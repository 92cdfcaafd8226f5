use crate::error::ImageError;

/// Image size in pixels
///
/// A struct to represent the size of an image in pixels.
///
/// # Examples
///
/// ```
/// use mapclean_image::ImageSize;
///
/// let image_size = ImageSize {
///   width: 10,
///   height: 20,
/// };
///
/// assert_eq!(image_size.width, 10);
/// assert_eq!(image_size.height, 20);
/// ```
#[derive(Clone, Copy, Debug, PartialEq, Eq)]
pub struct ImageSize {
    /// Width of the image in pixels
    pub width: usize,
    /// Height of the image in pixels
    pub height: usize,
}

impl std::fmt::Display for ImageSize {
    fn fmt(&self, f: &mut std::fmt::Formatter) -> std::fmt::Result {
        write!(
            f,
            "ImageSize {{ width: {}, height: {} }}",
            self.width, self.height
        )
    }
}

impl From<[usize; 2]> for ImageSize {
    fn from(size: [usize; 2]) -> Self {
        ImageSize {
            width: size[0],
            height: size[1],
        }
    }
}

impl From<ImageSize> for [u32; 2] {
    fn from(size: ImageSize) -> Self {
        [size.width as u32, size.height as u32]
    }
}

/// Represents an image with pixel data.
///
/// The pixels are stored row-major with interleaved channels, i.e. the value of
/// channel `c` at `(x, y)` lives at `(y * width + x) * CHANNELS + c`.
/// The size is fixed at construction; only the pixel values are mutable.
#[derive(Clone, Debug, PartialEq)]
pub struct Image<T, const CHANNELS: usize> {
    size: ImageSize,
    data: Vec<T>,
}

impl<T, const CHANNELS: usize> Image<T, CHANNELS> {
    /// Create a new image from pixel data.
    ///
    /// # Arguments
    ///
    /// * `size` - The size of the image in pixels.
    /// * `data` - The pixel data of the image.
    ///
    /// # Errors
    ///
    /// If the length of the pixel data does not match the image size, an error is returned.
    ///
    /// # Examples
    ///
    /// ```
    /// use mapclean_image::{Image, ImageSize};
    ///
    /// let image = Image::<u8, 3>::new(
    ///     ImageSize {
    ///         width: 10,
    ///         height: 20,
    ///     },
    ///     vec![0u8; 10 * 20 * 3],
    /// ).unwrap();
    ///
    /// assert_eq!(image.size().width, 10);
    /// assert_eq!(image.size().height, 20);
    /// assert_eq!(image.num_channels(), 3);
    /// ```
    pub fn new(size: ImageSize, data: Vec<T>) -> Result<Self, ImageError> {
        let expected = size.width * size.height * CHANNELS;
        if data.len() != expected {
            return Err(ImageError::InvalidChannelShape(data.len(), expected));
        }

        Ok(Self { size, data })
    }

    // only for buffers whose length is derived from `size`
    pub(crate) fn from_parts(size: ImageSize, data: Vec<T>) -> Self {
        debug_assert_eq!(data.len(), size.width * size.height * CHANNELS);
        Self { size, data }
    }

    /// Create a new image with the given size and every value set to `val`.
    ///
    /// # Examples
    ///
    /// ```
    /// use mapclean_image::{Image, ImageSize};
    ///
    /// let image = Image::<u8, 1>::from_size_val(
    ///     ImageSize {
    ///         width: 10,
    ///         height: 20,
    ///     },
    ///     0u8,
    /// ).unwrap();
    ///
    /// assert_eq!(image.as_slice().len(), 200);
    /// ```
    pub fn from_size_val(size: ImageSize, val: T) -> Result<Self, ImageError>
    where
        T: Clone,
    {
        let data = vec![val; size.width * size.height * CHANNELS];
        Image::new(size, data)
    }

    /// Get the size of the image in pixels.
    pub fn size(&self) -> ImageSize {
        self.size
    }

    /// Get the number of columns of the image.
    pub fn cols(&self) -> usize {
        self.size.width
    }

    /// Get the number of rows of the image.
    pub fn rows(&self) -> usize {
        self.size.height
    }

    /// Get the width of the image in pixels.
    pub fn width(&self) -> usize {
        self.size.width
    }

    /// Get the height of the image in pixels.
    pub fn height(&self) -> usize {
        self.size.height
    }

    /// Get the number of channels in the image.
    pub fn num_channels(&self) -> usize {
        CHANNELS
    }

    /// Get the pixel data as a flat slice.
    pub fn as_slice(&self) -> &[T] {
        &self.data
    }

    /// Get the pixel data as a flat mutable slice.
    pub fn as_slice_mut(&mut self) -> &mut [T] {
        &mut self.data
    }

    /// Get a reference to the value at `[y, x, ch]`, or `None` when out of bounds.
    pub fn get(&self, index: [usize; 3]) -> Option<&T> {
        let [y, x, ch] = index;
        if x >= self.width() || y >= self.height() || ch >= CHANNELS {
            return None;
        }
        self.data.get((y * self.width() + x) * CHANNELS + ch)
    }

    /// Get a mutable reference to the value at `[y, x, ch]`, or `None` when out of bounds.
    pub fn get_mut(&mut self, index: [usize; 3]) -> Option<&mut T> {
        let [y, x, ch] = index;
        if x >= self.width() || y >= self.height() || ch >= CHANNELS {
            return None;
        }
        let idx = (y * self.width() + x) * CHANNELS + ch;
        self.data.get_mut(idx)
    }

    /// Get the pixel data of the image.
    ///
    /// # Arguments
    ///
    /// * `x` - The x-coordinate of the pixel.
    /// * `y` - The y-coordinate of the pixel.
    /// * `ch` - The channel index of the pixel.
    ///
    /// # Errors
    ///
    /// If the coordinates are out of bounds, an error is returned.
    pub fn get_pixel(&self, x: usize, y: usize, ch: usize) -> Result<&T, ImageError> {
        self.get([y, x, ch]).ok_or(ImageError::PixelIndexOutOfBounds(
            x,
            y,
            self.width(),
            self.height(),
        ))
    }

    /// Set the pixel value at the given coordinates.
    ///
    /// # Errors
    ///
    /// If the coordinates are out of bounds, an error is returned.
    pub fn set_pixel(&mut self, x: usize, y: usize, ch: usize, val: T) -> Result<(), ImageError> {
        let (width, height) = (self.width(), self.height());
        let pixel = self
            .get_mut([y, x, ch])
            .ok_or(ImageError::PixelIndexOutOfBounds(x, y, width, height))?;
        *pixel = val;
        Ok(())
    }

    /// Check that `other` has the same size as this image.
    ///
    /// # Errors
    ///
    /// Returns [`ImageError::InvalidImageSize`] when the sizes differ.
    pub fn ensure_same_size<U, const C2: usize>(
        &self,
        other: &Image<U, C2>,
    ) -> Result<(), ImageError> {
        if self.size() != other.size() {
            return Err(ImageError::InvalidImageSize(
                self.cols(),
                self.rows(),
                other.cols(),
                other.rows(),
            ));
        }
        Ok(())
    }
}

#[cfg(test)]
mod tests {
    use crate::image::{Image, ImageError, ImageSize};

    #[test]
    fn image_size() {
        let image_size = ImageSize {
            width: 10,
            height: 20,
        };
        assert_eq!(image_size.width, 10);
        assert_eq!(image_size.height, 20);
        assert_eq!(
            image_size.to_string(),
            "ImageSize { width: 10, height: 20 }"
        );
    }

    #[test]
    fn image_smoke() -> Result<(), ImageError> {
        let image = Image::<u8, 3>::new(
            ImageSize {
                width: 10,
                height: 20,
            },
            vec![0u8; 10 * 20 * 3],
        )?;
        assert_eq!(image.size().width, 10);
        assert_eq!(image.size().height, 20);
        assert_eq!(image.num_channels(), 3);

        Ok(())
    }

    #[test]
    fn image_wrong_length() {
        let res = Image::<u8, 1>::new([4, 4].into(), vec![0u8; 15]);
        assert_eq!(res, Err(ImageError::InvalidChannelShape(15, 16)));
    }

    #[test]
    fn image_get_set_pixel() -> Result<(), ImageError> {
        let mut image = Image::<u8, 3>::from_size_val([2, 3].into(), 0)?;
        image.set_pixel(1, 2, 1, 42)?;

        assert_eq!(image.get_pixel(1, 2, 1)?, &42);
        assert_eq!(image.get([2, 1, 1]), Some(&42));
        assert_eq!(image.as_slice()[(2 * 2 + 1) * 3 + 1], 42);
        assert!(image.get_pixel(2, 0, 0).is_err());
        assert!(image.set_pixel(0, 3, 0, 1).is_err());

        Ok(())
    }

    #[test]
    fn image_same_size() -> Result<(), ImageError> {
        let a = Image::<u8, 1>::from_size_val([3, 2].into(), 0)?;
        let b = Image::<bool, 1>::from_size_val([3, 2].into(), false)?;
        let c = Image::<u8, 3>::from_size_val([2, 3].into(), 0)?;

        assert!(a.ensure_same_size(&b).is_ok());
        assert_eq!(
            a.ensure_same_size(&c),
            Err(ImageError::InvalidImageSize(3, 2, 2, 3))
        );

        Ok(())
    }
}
+++
◆ YOUR ASSIGNMENT
Search the records for the word "impl" and copy out every line that holds it.

◆ RESPONSE FOR THIS EXERCISE
impl std::fmt::Display for ImageSize {
impl From<[usize; 2]> for ImageSize {
impl From<ImageSize> for [u32; 2] {
impl<T, const CHANNELS: usize> Image<T, CHANNELS> {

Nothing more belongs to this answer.